Violence swept the Netherlands over the weekend as angry Dutch citizens burned vehicles and smashed buildings' windows in protest of the government-imposed measures and curfews to contain the spread of the coronavirus in the country. Dutch police are expecting more protests against the tough measures.
Prime Minister Mark Rutte came down hard on the "criminal violence," calling it "absolutely unacceptable" on Monday. Police spoke of the worst rioting in four decades and expect more in the coming days.
Demonstrations against the coronavirus measures, including a curfew, escalated late Sunday in more than 10 cities. Police believe football hooligans, coronavirus deniers and neo-Nazis were among the groups represented at the demonstrations, which were called for on social media. Similar protests had also taken place during previous weekends.

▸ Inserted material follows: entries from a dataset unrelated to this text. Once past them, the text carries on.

//! # Database Handle
//!
//! Opens the local SQLite file, applies the schema, and hands out
//! repositories that share one pool and one change notifier.
//!
//! ## Architecture
//! ```text
//! ┌─────────────────────────────────────────────────────────────────────────┐
//! │                      Local Store                                        │
//! │                                                                         │
//! │  App startup                                                           │
//! │       │                                                                 │
//! │       ▼                                                                 │
//! │  DbConfig::new(path) ← pool size, timeouts, channel capacity           │
//! │       │                                                                 │
//! │       ▼                                                                 │
//! │  Database::new(config).await ← open pool + apply schema                │
//! │       │                                                                 │
//! │       ▼                                                                 │
//! │  ┌──────────────────────── Store ─────────────────────────┐            │
//! │  │  SqlitePool          ChangeNotifier       open_handles │            │
//! │  │  ┌─────┐┌─────┐     cart_items  ─┐                     │            │
//! │  │  │Conn1││Conn2│ ... orders      ─┼─ broadcast          │            │
//! │  │  └─────┘└─────┘     order_items ─┘                     │            │
//! │  └────────────────────────────────────────────────────────┘            │
//! │       │                       │                                         │
//! │       ▼                       ▼                                         │
//! │  db.cart()              db.orders()        db.checkout(user)           │
//! │  CartRepository         OrderRepository    (spans all three tables)    │
//! └─────────────────────────────────────────────────────────────────────────┘
//! ```
//!
//! ## WAL Mode
//! File databases run in WAL mode: one writer at a time, readers never
//! blocked by it. Repositories add no locking of their own.

use std::path::PathBuf;
use std::str::FromStr;
use std::time::Duration;

use chrono::Utc;
use sqlx::sqlite::{SqliteConnectOptions, SqliteJournalMode, SqlitePoolOptions, SqliteSynchronous};
use sqlx::SqlitePool;
use tracing::{debug, info, warn};

use tienda_core::{Order, OrderItem, PlacedOrder};

use crate::error::{DbError, DbResult};
use crate::migrations;
use crate::notify::{ChangeNotifier, Table, TableSubscription, DEFAULT_CHANNEL_CAPACITY};
use crate::repository::cart::{self, CartRepository};
use crate::repository::order::{self, OrderRepository};
use crate::store::Store;

const IN_MEMORY_PATH: &str = ":memory:";

// =============================================================================
// Configuration
// =============================================================================

/// Database configuration.
///
/// ## Example
/// ```rust,ignore
/// let config = DbConfig::new("/data/tienda.db")
///     .max_connections(4)
///     .notify_capacity(128);
/// ```
#[derive(Debug, Clone)]
pub struct DbConfig {
    /// Path to the SQLite database file.
    pub database_path: PathBuf,

    /// Maximum number of pooled connections.
    /// Default: 4
    pub max_connections: u32,

    /// Connections kept open while idle.
    /// Default: 1
    pub min_connections: u32,

    /// How long an acquire may wait for a free connection.
    /// Default: 30 seconds
    pub connect_timeout: Duration,

    /// Idle time before a connection is closed.
    /// Default: 10 minutes
    pub idle_timeout: Option<Duration>,

    /// Age after which a connection is recycled.
    /// Default: 30 minutes
    pub max_lifetime: Option<Duration>,

    /// Whether to apply the embedded schema on open.
    /// Default: true
    pub run_migrations: bool,

    /// Buffered change events per table before slow live queries lag.
    /// Default: 64
    pub notify_capacity: usize,
}

impl DbConfig {
    /// Configuration for a database file, created if missing.
    ///
    /// ## Arguments
    /// * `path` - Location of the SQLite file
    pub fn new(path: impl Into<PathBuf>) -> Self {
        DbConfig {
            database_path: path.into(),
            max_connections: 4,
            min_connections: 1,
            connect_timeout: Duration::from_secs(30),
            idle_timeout: Some(Duration::from_secs(600)),
            max_lifetime: Some(Duration::from_secs(1800)),
            run_migrations: true,
            notify_capacity: DEFAULT_CHANNEL_CAPACITY,
        }
    }

    /// Private in-memory database (for tests).
    ///
    /// An in-memory database lives exactly as long as its one connection,
    /// so the pool is pinned to a single connection that never expires.
    pub fn in_memory() -> Self {
        DbConfig {
            database_path: PathBuf::from(IN_MEMORY_PATH),
            max_connections: 1,
            min_connections: 1,
            connect_timeout: Duration::from_secs(5),
            idle_timeout: None,
            max_lifetime: None,
            run_migrations: true,
            notify_capacity: DEFAULT_CHANNEL_CAPACITY,
        }
    }

    /// Sets the maximum number of connections.
    pub fn max_connections(mut self, max: u32) -> Self {
        self.max_connections = max;
        self
    }

    /// Sets the minimum number of connections.
    pub fn min_connections(mut self, min: u32) -> Self {
        self.min_connections = min;
        self
    }

    /// Sets the acquire timeout.
    pub fn connect_timeout(mut self, timeout: Duration) -> Self {
        self.connect_timeout = timeout;
        self
    }

    /// Sets the idle timeout (`None` keeps idle connections open).
    pub fn idle_timeout(mut self, timeout: Option<Duration>) -> Self {
        self.idle_timeout = timeout;
        self
    }

    /// Sets the connection lifetime (`None` never recycles).
    pub fn max_lifetime(mut self, lifetime: Option<Duration>) -> Self {
        self.max_lifetime = lifetime;
        self
    }

    /// Sets whether to apply the schema on open.
    pub fn run_migrations(mut self, run: bool) -> Self {
        self.run_migrations = run;
        self
    }

    /// Sets the per-table change channel capacity.
    pub fn notify_capacity(mut self, capacity: usize) -> Self {
        self.notify_capacity = capacity;
        self
    }

    fn is_in_memory(&self) -> bool {
        self.database_path.as_os_str() == IN_MEMORY_PATH
    }

    fn connect_options(&self) -> DbResult<SqliteConnectOptions> {
        let options = if self.is_in_memory() {
            SqliteConnectOptions::from_str("sqlite::memory:")
                .map_err(|e| DbError::StoreUnavailable(e.to_string()))?
        } else {
            SqliteConnectOptions::new()
                .filename(&self.database_path)
                .create_if_missing(true)
                .journal_mode(SqliteJournalMode::Wal)
                .synchronous(SqliteSynchronous::Normal)
        };

        // SQLite leaves foreign keys off unless asked, per connection
        Ok(options.foreign_keys(true))
    }
}

// =============================================================================
// Database
// =============================================================================

/// Handle to the local store. Cheap to clone; clones share the pool and
/// the change notifier.
///
/// ## Usage
/// ```rust,ignore
/// let db = Database::new(DbConfig::new("./tienda.db")).await?;
///
/// db.cart().add_product(42, Some("Coffee"), 3.5).await?;
/// let placed = db.checkout(user_id).await?;
/// let history = db.orders().get_orders_by_user(user_id).await?;
/// ```
#[derive(Debug, Clone)]
pub struct Database {
    store: Store,
}

impl Database {
    /// Opens the pool and applies the schema.
    ///
    /// ## Returns
    /// * `Ok(Database)` - ready to use
    /// * `Err(DbError::StoreUnavailable)` - the file can't be opened or created
    /// * `Err(DbError::MigrationFailed)` - the schema could not be applied
    pub async fn new(config: DbConfig) -> DbResult<Self> {
        info!(
            path = %config.database_path.display(),
            "Opening local store"
        );

        let connect_options = config.connect_options()?;

        let pool = SqlitePoolOptions::new()
            .max_connections(config.max_connections)
            .min_connections(config.min_connections)
            .acquire_timeout(config.connect_timeout)
            .idle_timeout(config.idle_timeout)
            .max_lifetime(config.max_lifetime)
            .connect_with(connect_options)
            .await
            .map_err(|e| DbError::StoreUnavailable(e.to_string()))?;

        debug!(
            max_connections = config.max_connections,
            in_memory = config.is_in_memory(),
            "Pool created"
        );

        let db = Database {
            store: Store::new(pool, ChangeNotifier::new(config.notify_capacity)),
        };

        if config.run_migrations {
            db.run_migrations().await?;
        }

        Ok(db)
    }

    /// Applies the embedded schema. Called by [`Database::new`] unless
    /// disabled in the config.
    pub async fn run_migrations(&self) -> DbResult<()> {
        migrations::run_migrations(self.pool()).await
    }

    /// The connection pool, for queries no repository covers.
    pub fn pool(&self) -> &SqlitePool {
        self.store.pool()
    }

    /// Shared store handle.
    pub fn store(&self) -> &Store {
        &self.store
    }

    /// Cart repository.
    pub fn cart(&self) -> CartRepository {
        CartRepository::new(self.store.clone())
    }

    /// Order repository.
    pub fn orders(&self) -> OrderRepository {
        OrderRepository::new(self.store.clone())
    }

    /// Raw change feed for one table.
    pub fn subscribe(&self, table: Table) -> TableSubscription {
        self.store.notifier().subscribe(table)
    }

    /// Connections and transactions currently held. Zero when idle.
    pub fn open_handles(&self) -> usize {
        self.store.open_handles()
    }

    /// Turns the cart into an order for `user_id`.
    ///
    /// ## What This Does
    /// In one transaction:
    /// 1. Reads the cart in storage order
    /// 2. Inserts an order stamped now, totalling the cart
    /// 3. Inserts one order line per cart line
    /// 4. Empties the cart
    ///
    /// Changes for `cart_items`, `orders` and `order_items` are published
    /// only after the commit.
    ///
    /// ## Returns
    /// * `Ok(PlacedOrder)` - the stored order and its lines
    /// * `Err(DbError::Domain(CoreError::EmptyCart))` - nothing to check out
    pub async fn checkout(&self, user_id: i64) -> DbResult<PlacedOrder> {
        let mut tx = self.store.begin().await?;

        let cart_items = cart::list_in(tx.conn()).await?;
        let order = Order::from_cart(user_id, &cart_items, Utc::now().timestamp_millis())?;

        let lines: Vec<OrderItem> = cart_items
            .iter()
            .map(|item| OrderItem::from_cart_item(0, item))
            .collect();
        let placed = order::place_in(tx.conn(), &order, &lines).await?;

        let cleared = cart::clear_in(tx.conn()).await?;

        tx.touch(Table::Orders);
        tx.touch(Table::OrderItems);
        tx.touch(Table::CartItems);
        tx.commit().await?;

        info!(
            user_id,
            order_id = ?placed.order.id,
            lines = placed.items.len(),
            cleared,
            total = placed.order.total,
            "Checkout complete"
        );

        Ok(placed)
    }

    /// Quick liveness probe.
    pub async fn health_check(&self) -> bool {
        match sqlx::query("SELECT 1").execute(self.pool()).await {
            Ok(_) => true,
            Err(e) => {
                warn!(error = %e, "Health check failed");
                false
            }
        }
    }

    /// Closes the pool. Every later operation fails with
    /// `DbError::StoreUnavailable`; live queries end.
    pub async fn close(&self) {
        info!("Closing local store");
        self.store.pool().close().await;

        // Wake live queries so they observe the closed pool
        for table in Table::ALL {
            self.store.notifier().publish(table);
        }
    }
}

// =============================================================================
// Unit Tests
// =============================================================================

#[cfg(test)]
mod tests {
    use super::*;
    use tienda_core::{CartItem, CoreError};

    #[tokio::test]
    async fn test_in_memory_database() {
        let db = Database::new(DbConfig::in_memory()).await.unwrap();
        assert!(db.health_check().await);
        assert_eq!(db.open_handles(), 0);
    }

    #[test]
    fn test_config_builder() {
        let config = DbConfig::new("/tmp/tienda.db")
            .max_connections(10)
            .min_connections(2)
            .idle_timeout(None)
            .notify_capacity(8);

        assert_eq!(config.max_connections, 10);
        assert_eq!(config.min_connections, 2);
        assert_eq!(config.idle_timeout, None);
        assert_eq!(config.notify_capacity, 8);
        assert!(!config.is_in_memory());
        assert!(DbConfig::in_memory().is_in_memory());
    }

    #[tokio::test]
    async fn test_closed_database_is_unavailable() {
        let db = Database::new(DbConfig::in_memory()).await.unwrap();
        db.close().await;

        assert!(!db.health_check().await);
        let err = db.cart().list().await.unwrap_err();
        assert!(err.is_unavailable());
    }

    #[tokio::test]
    async fn test_checkout_empty_cart() {
        let db = Database::new(DbConfig::in_memory()).await.unwrap();
        let mut orders = db.subscribe(Table::Orders);

        let err = db.checkout(1).await.unwrap_err();
        assert!(matches!(err, DbError::Domain(CoreError::EmptyCart)));
        assert_eq!(orders.drain(), 0);
        assert_eq!(db.open_handles(), 0);
    }

    #[tokio::test]
    async fn test_checkout_moves_cart_into_order() {
        let db = Database::new(DbConfig::in_memory()).await.unwrap();
        let cart = db.cart();
        cart.insert(&CartItem::new(1, Some("Tea".to_string()), 2.5, 2))
            .await
            .unwrap();
        cart.insert(&CartItem::new(2, None, 1.0, 3)).await.unwrap();

        let placed = db.checkout(9).await.unwrap();
        let order_id = placed.order_id().unwrap();

        assert_eq!(placed.order.user_id, 9);
        assert!((placed.order.total - 8.0).abs() < 1e-9);
        assert!((placed.items_total() - placed.order.total).abs() < 1e-9);
        assert!(placed.items.iter().all(|i| i.order_id == order_id));
        assert_eq!(placed.items[0].product_name.as_deref(), Some("Tea"));

        assert_eq!(cart.count().await.unwrap(), 0);
        let stored = db.orders().get_items_for_order(order_id).await.unwrap();
        assert_eq!(stored, placed.items);
    }
}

"When you see the country on fire in this way, it resembles a civil war," said John Jorritsma, the mayor of Eindhoven, one of the cities that saw particularly violent riots, including looted shops and the rail station being wrecked. "Hooligans came from all corners of the country, they had arranged to meet via social media," Jorritsma said.

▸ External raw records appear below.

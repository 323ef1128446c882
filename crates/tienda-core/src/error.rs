//! # Error Types
//!
//! Domain-specific error types for tienda-core.
//!
//! ## Error Hierarchy
//! ```text
//! ┌─────────────────────────────────────────────────────────────────────────┐
//! │                         Error Types                                     │
//! │                                                                         │
//! │  tienda-core errors (this file)                                        │
//! │  ├── CoreError        - Domain rule failures (empty cart, ...)         │
//! │  └── ValidationError  - Field validation failures                      │
//! │                                                                         │
//! │  tienda-db errors (separate crate)                                     │
//! │  └── DbError          - Store failures, wraps CoreError                │
//! │                                                                         │
//! │  Flow: ValidationError → CoreError → DbError → application layer       │
//! └─────────────────────────────────────────────────────────────────────────┘
//! ```

use thiserror::Error;

// =============================================================================
// Core Error
// =============================================================================

/// Domain rule failures.
#[derive(Debug, Error)]
pub enum CoreError {
    /// Checkout was attempted with nothing in the cart.
    #[error("Cart is empty, nothing to check out")]
    EmptyCart,

    /// Quantity change does not fit the 32-bit quantity column.
    #[error("Quantity {current} {delta:+} overflows")]
    QuantityOverflow { current: i32, delta: i32 },

    /// Validation error (wraps ValidationError).
    #[error("Validation error: {0}")]
    Validation(#[from] ValidationError),
}

// =============================================================================
// Validation Error
// =============================================================================

/// Field validation errors.
///
/// Checked before a record is handed to the store so that bad input fails
/// with a readable message instead of a raw CHECK constraint error.
#[derive(Debug, Error, PartialEq)]
pub enum ValidationError {
    /// Decimal value is NaN or infinite.
    #[error("{field} must be a finite number")]
    NotFinite { field: String },

    /// Value is below zero.
    #[error("{field} must not be negative")]
    Negative { field: String },
}

// =============================================================================
// Result Type Alias
// =============================================================================

/// Convenience type alias for Results with CoreError.
pub type CoreResult<T> = Result<T, CoreError>;

// =============================================================================
// Unit Tests
// =============================================================================
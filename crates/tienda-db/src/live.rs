//! # Live Queries
//!
//! A query that yields its full result set now, and again after every
//! committed write to its table.
//!
//! ## Lifecycle
//! ```text
//! ┌─────────────────────────────────────────────────────────────────────────┐
//! │                        LiveQuery::next()                                │
//! │                                                                         │
//! │  first call ──────────────────────────────┐                            │
//! │                                           ▼                             │
//! │  later calls                         SELECT ... ──► Some(Ok(rows))     │
//! │       │                                   ▲                             │
//! │       ▼                                   │                             │
//! │  wait for ChangeEvent ──► drain burst ────┘                            │
//! │       │                                                                 │
//! │       ├── cancel signal fired ──► None (and None forever after)        │
//! │       └── pool closed         ──► None                                 │
//! │                                                                         │
//! │  Drop the LiveQuery to unsubscribe. Nothing else is released.          │
//! └─────────────────────────────────────────────────────────────────────────┘
//! ```
//!
//! Emissions are full snapshots, not diffs. Several writes landing before
//! the consumer calls `next()` again collapse into one snapshot.

use std::fmt;
use std::marker::PhantomData;

use futures_util::stream::{self, Stream};
use tracing::{debug, trace};

use crate::cancel::{cancellable, CancelSignal};
use crate::error::{DbError, DbResult};
use crate::notify::{Table, TableSubscription};
use crate::schema::Record;
use crate::store::Store;

/// Re-running query over one table.
pub struct LiveQuery<T> {
    store: Store,
    subscription: TableSubscription,
    sql: String,
    primed: bool,
    finished: bool,
    cancel: Option<CancelSignal>,
    _record: PhantomData<fn() -> T>,
}

impl<T> fmt::Debug for LiveQuery<T> {
    fn fmt(&self, f: &mut fmt::Formatter<'_>) -> fmt::Result {
        f.debug_struct("LiveQuery")
            .field("table", &self.subscription.table())
            .field("sql", &self.sql)
            .field("primed", &self.primed)
            .field("finished", &self.finished)
            .finish_non_exhaustive()
    }
}

impl<T: Record> LiveQuery<T> {
    /// Subscribes before the first read so no write can slip between the
    /// initial snapshot and the subscription.
    pub(crate) fn new(store: Store, sql: String) -> Self {
        let subscription = store.notifier().subscribe(T::TABLE);
        debug!(table = %T::TABLE, "Live query opened");

        LiveQuery {
            store,
            subscription,
            sql,
            primed: false,
            finished: false,
            cancel: None,
            _record: PhantomData,
        }
    }

    /// Ends the query when `signal` fires, including mid-read.
    pub fn with_cancel(mut self, signal: CancelSignal) -> Self {
        self.cancel = Some(signal);
        self
    }

    /// Table this query follows.
    pub fn table(&self) -> Table {
        T::TABLE
    }

    /// Next snapshot.
    ///
    /// ## Returns
    /// * `Some(Ok(rows))` - current rows in query order
    /// * `Some(Err(e))` - this read failed; later calls may succeed
    /// * `None` - cancelled, or the database was closed
    pub async fn next(&mut self) -> Option<DbResult<Vec<T>>> {
        if self.finished || self.is_cancelled() {
            return self.finish();
        }

        if self.primed {
            let event = match self.cancel.as_mut() {
                Some(signal) => tokio::select! {
                    biased;

                    _ = signal.cancelled() => None,
                    event = self.subscription.changed() => event,
                },
                None => self.subscription.changed().await,
            };

            let Some(event) = event else {
                return self.finish();
            };

            let coalesced = self.subscription.drain();
            trace!(table = %T::TABLE, version = event.version, coalesced, "Re-running live query");
        }

        if self.store.pool().is_closed() {
            return self.finish();
        }

        let result = match self.cancel.clone() {
            Some(signal) => cancellable(signal, self.fetch()).await,
            None => self.fetch().await,
        };
        self.primed = true;

        match result {
            Err(DbError::Cancelled) => self.finish(),
            Err(e) if self.store.pool().is_closed() => {
                debug!(error = %e, "Live query read failed on closed pool");
                self.finish()
            }
            other => Some(other),
        }
    }

    /// Adapts the query into a `Stream` of snapshots.
    pub fn into_stream(self) -> impl Stream<Item = DbResult<Vec<T>>> {
        stream::unfold(self, |mut query| async move {
            query.next().await.map(|rows| (rows, query))
        })
    }

    async fn fetch(&self) -> DbResult<Vec<T>> {
        let mut conn = self.store.acquire().await?;
        let rows = sqlx::query_as::<_, T>(&self.sql)
            .fetch_all(&mut *conn)
            .await?;
        Ok(rows)
    }

    fn is_cancelled(&self) -> bool {
        self.cancel.as_ref().is_some_and(CancelSignal::is_cancelled)
    }

    fn finish(&mut self) -> Option<DbResult<Vec<T>>> {
        if !self.finished {
            self.finished = true;
            debug!(table = %T::TABLE, "Live query finished");
        }
        None
    }
}

#[cfg(test)]
mod tests {
    use std::time::Duration;

    use tienda_core::CartItem;
    use tokio::time::timeout;

    use crate::cancel::cancel_pair;
    use crate::pool::{Database, DbConfig};

    const WAIT: Duration = Duration::from_secs(5);

    #[tokio::test]
    async fn test_first_emission_is_immediate() {
        let db = Database::new(DbConfig::in_memory()).await.unwrap();
        let mut live = db.cart().get_all();

        let rows = timeout(WAIT, live.next()).await.unwrap().unwrap().unwrap();
        assert!(rows.is_empty());
    }

    #[tokio::test]
    async fn test_burst_collapses_into_one_snapshot() {
        let db = Database::new(DbConfig::in_memory()).await.unwrap();
        let cart = db.cart();
        let mut live = cart.get_all();
        live.next().await.unwrap().unwrap();

        cart.insert(&CartItem::new(1, None, 1.0, 1)).await.unwrap();
        cart.insert(&CartItem::new(2, None, 2.0, 1)).await.unwrap();

        let rows = timeout(WAIT, live.next()).await.unwrap().unwrap().unwrap();
        assert_eq!(rows.len(), 2);
    }

    #[tokio::test]
    async fn test_cancel_ends_waiting_query() {
        let db = Database::new(DbConfig::in_memory()).await.unwrap();
        let (handle, signal) = cancel_pair();
        let mut live = db.cart().get_all().with_cancel(signal);
        live.next().await.unwrap().unwrap();

        let waiter = tokio::spawn(async move {
            let ended = live.next().await.is_none();
            (ended, live)
        });
        handle.cancel();

        let (ended, mut live) = timeout(WAIT, waiter).await.unwrap().unwrap();
        assert!(ended);
        assert!(live.next().await.is_none());
    }

    #[tokio::test]
    async fn test_close_ends_query() {
        let db = Database::new(DbConfig::in_memory()).await.unwrap();
        let mut live = db.cart().get_all();
        live.next().await.unwrap().unwrap();

        db.close().await;

        assert!(timeout(WAIT, live.next()).await.unwrap().is_none());
    }
}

Hundreds of protesters gathered in Amsterdam and Eindhoven, pelting police officers with stones and fireworks despite a ban on gatherings. Security forces hit back using water cannons in both cities. In Eindhoven, police also used tear gas.
The curfew, the Netherlands' first since the start of the pandemic, began late Saturday and requires citizens to stay in their homes from 9 p.m. until 4:30 a.m. every night. Violations of the curfew are being met with a 95-euro ($116) fine.